With tuberculosis both the most common opportunistic illness and leading cause of death for people living with HIV, the connection between the two diseases has been documented and observed. What has been less documented is the impact of increased HIV responses on tuberculosis rates in countries hard hit by both epidemics.

Now, a study in the Journal of Infectious Diseases published online this week shows countries that received the most intensive HIV-fighting responses saw greater drops in incidence of tuberculosis illnesses and deaths than countries receiving less intensive support. The study, Potential Impact of the U.S. President’s Emergency Plan for AIDS Relief (PEPFAR) on the Tuberculosis/HIV co-epidemic in selected Sub-Sahara African countries, examined TB incidence and death rates, in the years before and after the heightened U.S. response to global HIV. The study compares data from 12 PEPFAR “focus” countries where the program made its largest investments to prevent and treat HIV, with data from 29 countries that with generalized HIV epidemics that received less direct U.S. funding to fight HIV.

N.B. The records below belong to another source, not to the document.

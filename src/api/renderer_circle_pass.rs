use tracing::trace;

use crate::api::context::ChartContext;
use crate::core::{RenderPhase, layout_circle_markers};
use crate::error::ChartResult;
use crate::render::ComposeSurface;

use super::renderer::LineChartRenderer;

impl<S: ComposeSurface> LineChartRenderer<S> {
    /// Draws circle markers for every circle-enabled series, straight onto
    /// `target`.
    ///
    /// `highlighted` lifts the interior-sample skip of first/end styled
    /// series for the named x indices.
    pub fn draw_circles(
        &mut self,
        context: &ChartContext,
        phase: RenderPhase,
        highlighted: Option<&[usize]>,
        target: &mut S,
    ) -> ChartResult<()> {
        self.init_buffers(context.data());
        let bounds = context.bounds();

        for (position, series) in context.data().series().iter().enumerate() {
            if !series.is_visible() || !series.circles_enabled() || series.is_empty() {
                continue;
            }
            let transformer = context.transformer(series.axis_dependency());
            let range = context.visible_range(series);

            let buffer = &mut self.circle_buffers[position];
            buffer.feed(series, range, phase);
            transformer.point_values_to_pixel(buffer.coordinates_mut());

            let zero_pixel_y = transformer.pixel_for_value(0.0, 0.0).1;
            let markers = layout_circle_markers(
                series,
                range,
                phase,
                buffer.coordinates(),
                zero_pixel_y,
                &bounds,
                self.config.density,
                highlighted,
            );
            trace!(
                series = %series.label(),
                markers = markers.len(),
                "drawing circle markers"
            );

            for marker in &markers {
                target.stroke_circle(
                    marker.x,
                    marker.y,
                    marker.radius,
                    marker.color,
                    series.line_width(),
                )?;
                if let Some(hole) = marker.hole {
                    target.fill_circle(marker.x, marker.y, hole.radius, hole.color)?;
                }
            }
        }
        Ok(())
    }
}
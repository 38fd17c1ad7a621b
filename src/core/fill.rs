use crate::core::path::Path;
use crate::core::series::LineSeries;
use crate::core::types::AxisRange;

/// Closes a copy of the stroke path against a value-space baseline so it can
/// be filled.
///
/// The copy gains two segments, down from the stroke's last point to the
/// baseline and back under the stroke to its first point's x, then closes.
/// An empty stroke yields an empty fill.
#[must_use]
pub fn close_fill_path(stroke: &Path, baseline: f64) -> Path {
    let (Some((first_x, _)), Some((last_x, _))) = (stroke.first_point(), stroke.last_point())
    else {
        return Path::new();
    };

    let mut filled = stroke.clone();
    filled.line_to(last_x, baseline);
    filled.line_to(first_x, baseline);
    filled.close();
    filled
}

/// Default baseline policy when a series has no explicit resolver.
///
/// A series crossing zero fills to zero, an all-positive series fills to the
/// bottom of its axis, an all-negative series to the top.
#[must_use]
pub fn default_fill_baseline(series: &LineSeries, axis_range: AxisRange) -> f64 {
    if series.value_max() > 0.0 && series.value_min() < 0.0 {
        0.0
    } else if series.value_min() >= 0.0 {
        axis_range.min
    } else {
        axis_range.max
    }
}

Data for both groups of countries showed people living with HIV were 20 times more likely to get sick with tuberculosis than people not living with HIV, and that people living with HIV were at least 40 times more likely to die from tuberculosis than those without HIV. Before the arrival of PEPFAR support, the median tuberculosis incidence rate across focus countries was 1139 for every 100,000 people. A median rate of 445 people of every 100,000 died of tuberculosis in the focus countries. After PEPFAR’s arrival, median incidence of tuberculosis dropped to 842 for every 100,000 people, and deaths dropped to 342 per 100,000. In whole numbers, more than half a million cases of tuberculosis illness were averted and an estimated 379,432 deaths. Both sets of numbers were lower across the 29 countries studied that were not focus countries, with median incidence of 295 tuberculosis cases for every 100,000, and median mortality of 145 deaths per 100,000 before PEPFAR’s arrival, and median incidence of 282 cases per 100,000, and median mortality of 126 deaths per 100,000 after. In both groups of countries, the toll of tuberculosis dropped, but more significantly and consistently in the focus countries. Even as HIV prevalence continued to grow in some focus countries, tuberculosis epidemics slowed, the authors noted.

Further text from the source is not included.